TRY IT: Once you find the line with "fn collection(&self, key: &str)" in the entries below, return exactly every line from it through the line with "into managed storage".

[Stored items]
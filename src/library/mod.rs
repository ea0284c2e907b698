//! Reference library boundary.
//!
//! The sync engine only talks to the library through [`LibraryService`]. Tag
//! membership is the only sync state the library persists for us; see
//! [`crate::types::TagConfig`].

#[cfg(feature = "zotero-web")]
mod zotero;

#[cfg(feature = "zotero-web")]
pub use zotero::ZoteroClient;

use std::path::Path;

use crate::error::Result;
use crate::types::{Collection, ItemKey, LibraryItem, LibraryRecord};

/// Operations the sync engine consumes from the reference library
pub trait LibraryService {
    /// Top-level records carrying `tag`
    fn top_items(&self, tag: &str) -> Result<Vec<LibraryRecord>>;

    /// Direct children (attachments and notes) of an item
    fn children(&self, key: &str) -> Result<Vec<LibraryItem>>;

    /// Collection by key; `None` when the library has no such collection
    fn collection(&self, key: &str) -> Result<Option<Collection>>;

    /// Replace the tag set of an item
    fn update_tags(&self, item: &LibraryItem, tags: &[String]) -> Result<()>;

    /// Create a child note holding `html`
    fn create_note(&self, parent: &str, html: &str) -> Result<ItemKey>;

    /// Create a child attachment pointing at a linked file
    fn create_linked_attachment(&self, parent: &str, path: &str, title: &str) -> Result<ItemKey>;

    /// Create a child attachment and upload `file` into managed storage
    fn upload_attachment(&self, parent: &str, file: &Path) -> Result<ItemKey>;

    /// Replace the stored file of an existing managed attachment
    fn replace_attachment_file(&self, attachment: &LibraryItem, file: &Path) -> Result<()>;
}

TASK ANSWER:
    fn collection(&self, key: &str) -> Result<Option<Collection>>;

    /// Replace the tag set of an item
    fn update_tags(&self, item: &LibraryItem, tags: &[String]) -> Result<()>;

    /// Create a child note holding `html`
    fn create_note(&self, parent: &str, html: &str) -> Result<ItemKey>;

    /// Create a child attachment pointing at a linked file
    fn create_linked_attachment(&self, parent: &str, path: &str, title: &str) -> Result<ItemKey>;

    /// Create a child attachment and upload `file` into managed storage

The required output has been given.